〈検証〉IFRS適用レポート
~IFRS導入企業65社の回答から何が読み解けるか?~
【第1回】
「IFRS適用レポートにおける4つの重要ポイント」
デロイト トーマツ コンサルティング合同会社
CFOサービスユニット シニアマネージャー 公認会計士
窪田 俊夫
デロイト トーマツ コンサルティング合同会社
CFOサービスユニット コンサルタント
小澤 哲也
はじめに
~IFRS適用レポートとは~
本レポートは2014年6月に閣議決定された「『日本再興戦略』改訂2014」に基づき、IFRS任意適用企業65社(適用予定企業を含む。以下同じ)に対し、実態調査・ヒアリングを実施し、IFRSへの移行に際しての課題への対応やメリットなどをとりまとめたものである。

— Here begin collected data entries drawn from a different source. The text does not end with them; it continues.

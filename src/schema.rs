//! Optional per-table field typing.

use serde::{Deserialize, Serialize};
use std::collections::BTreeMap;

use crate::error::{DbError, Result};
use crate::model::{Record, ValueKind};

/// Declared scalar kinds for the fields of one table.
///
/// Fields not named in the schema are unchecked payload; declared fields
/// missing from a record are left to the store's indexed-attribute check.
#[derive(Debug, Clone, Default, PartialEq, Eq, Serialize, Deserialize)]
#[serde(transparent)]
pub struct Schema {
    fields: BTreeMap<String, ValueKind>,
}

impl Schema {
    /// Schema declaring nothing; every record passes.
    pub fn new() -> Self {
        Self::default()
    }

    /// Declares `name` as holding values of `kind`.
    pub fn field(mut self, name: impl Into<String>, kind: ValueKind) -> Self {
        self.fields.insert(name.into(), kind);
        self
    }

    /// Declared kind of `name`.
    pub fn kind_of(&self, name: &str) -> Option<ValueKind> {
        self.fields.get(name).copied()
    }

    /// Number of declared fields.
    pub fn len(&self) -> usize {
        self.fields.len()
    }

    /// True when no field is declared.
    pub fn is_empty(&self) -> bool {
        self.fields.is_empty()
    }

    /// Declared fields in name order.
    pub fn iter(&self) -> impl Iterator<Item = (&str, ValueKind)> {
        self.fields.iter().map(|(name, kind)| (name.as_str(), *kind))
    }

    /// Checks every declared field present in `record`. The first
    /// mismatch is reported as [`DbError::TypeMismatch`].
    pub fn validate(&self, record: &Record) -> Result<()> {
        for (name, value) in record.iter() {
            if let Some(expected) = self.kind_of(name) {
                if !expected.accepts(value) {
                    return Err(DbError::TypeMismatch {
                        attribute: name.to_string(),
                        expected,
                        found: value.kind(),
                    });
                }
            }
        }
        Ok(())
    }
}
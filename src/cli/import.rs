use std::path::Path;

use csv::{ReaderBuilder, StringRecord};
use thiserror::Error;
use tracing::debug;

use crate::error::DbError;
use crate::model::{Record, Value};

/// Error type for the command-line front end.
#[derive(Error, Debug)]
pub enum CliError {
    /// Generic error message.
    #[error("{0}")]
    Message(String),
    /// IO error from file operations.
    #[error(transparent)]
    Io(#[from] std::io::Error),
    /// CSV parsing error.
    #[error(transparent)]
    Csv(#[from] csv::Error),
    /// JSON rendering error.
    #[error(transparent)]
    Json(#[from] serde_json::Error),
    /// Error raised by the store, facade or graph.
    #[error(transparent)]
    Db(#[from] DbError),
}

impl From<&str> for CliError {
    fn from(value: &str) -> Self {
        CliError::Message(value.to_string())
    }
}

impl From<String> for CliError {
    fn from(value: String) -> Self {
        CliError::Message(value)
    }
}

/// Types one CSV cell. Blank cells and `null` become the `Null` sentinel;
/// integers, floats and booleans are recognized before falling back to text.
pub fn parse_cell(raw: &str) -> Value {
    let raw = raw.trim();
    if raw.is_empty() || raw.eq_ignore_ascii_case("null") {
        return Value::Null;
    }
    if raw.eq_ignore_ascii_case("true") {
        return Value::Bool(true);
    }
    if raw.eq_ignore_ascii_case("false") {
        return Value::Bool(false);
    }
    if let Ok(int_val) = raw.parse::<i64>() {
        return Value::Int(int_val);
    }
    if let Ok(float_val) = raw.parse::<f64>() {
        if float_val.is_finite() {
            return Value::Float(float_val);
        }
    }
    Value::Str(raw.to_string())
}

/// Reads every row of a headed CSV file as a record keyed by column name.
/// Each column in `required` must appear in the header.
pub fn read_records(path: &Path, required: &[&str]) -> Result<Vec<Record>, CliError> {
    let mut reader = ReaderBuilder::new().flexible(true).from_path(path)?;
    let headers = reader.headers()?.clone();
    for name in required {
        find_column(&headers, name).map_err(|_| {
            CliError::Message(format!("column '{}' not found in {}", name, path.display()))
        })?;
    }
    let columns: Vec<String> = headers.iter().map(|h| h.trim().to_string()).collect();

    let mut records = Vec::new();
    for row in reader.records() {
        let row = row?;
        let record: Record = columns
            .iter()
            .enumerate()
            .map(|(idx, name)| (name.clone(), row.get(idx).map(parse_cell).unwrap_or(Value::Null)))
            .collect();
        records.push(record);
    }
    debug!(path = %path.display(), rows = records.len(), "csv loaded");
    Ok(records)
}

fn find_column(headers: &StringRecord, name: &str) -> Result<usize, CliError> {
    headers
        .iter()
        .position(|h| h.trim() == name)
        .ok_or_else(|| CliError::Message(format!("column '{}' not found", name)))
}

IFRS適用レポートにおいては、IFRS導入を検討している企業に関連して、大きく以下の4点がポイントとして挙げられている。
【IFRS適用レポートにおいて挙げられているポイント】
《ポイント1》
IFRS導入の最大のメリットとして「経営管理への寄与(経営管理の高度化)」を挙げている企業が多いこと
《ポイント2》
IFRS導入のコストは各企業の規模・導入目的によってまちまちであり、多様性があること
《ポイント3》
関係者における会計人材の裾野の拡大が期待されること
《ポイント4》
IFRSへの移行プロセスにあたり、他社との連携や他社事例の分析を活用すること
IFRS導入を検討している企業は、本レポートから何を読み解いて、自社にどう活かせるのだろうか。これから5回にわたり、本レポート結果のポイントを解説したうえで、IFRS導入プロジェクトを推進・完遂するための重要な論点を解説する。なお、当該記事は執筆者の私見であり、執筆者が所属する組織の公式見解ではない。
▷IFRS適用レポートにおける4つの重要ポイント
本連載第1回目では、IFRS適用レポートにおいて挙げられている4つのポイントをそれぞれ解説する。
《ポイント1》
IFRS導入の最大のメリットとして「経営管理への寄与(経営管理の高度化)」を挙げている企業が多いこと
IFRS任意適用企業はIFRSの任意適用を決定した理由または移行前に想定した主なメリット、移行後の実際のメリットについて、以下の通り回答しており、移行前に想定していたメリットを実際に享受していると考えられる。
【IFRS移行の主なメリット】
出所:金融庁 「IFRS適用レポート」27頁、66頁より作成
「経営管理への寄与(経営管理の高度化)」を挙げている企業が多い一方で、「比較可能性の向上」や「投資家への説明の容易さ」を挙げた企業も多い。このことから、IFRS任意適用企業は事業投資領域と資金調達領域にそれぞれIFRS導入の目的を見出し、任意適用を決定したのではないかと推測できる。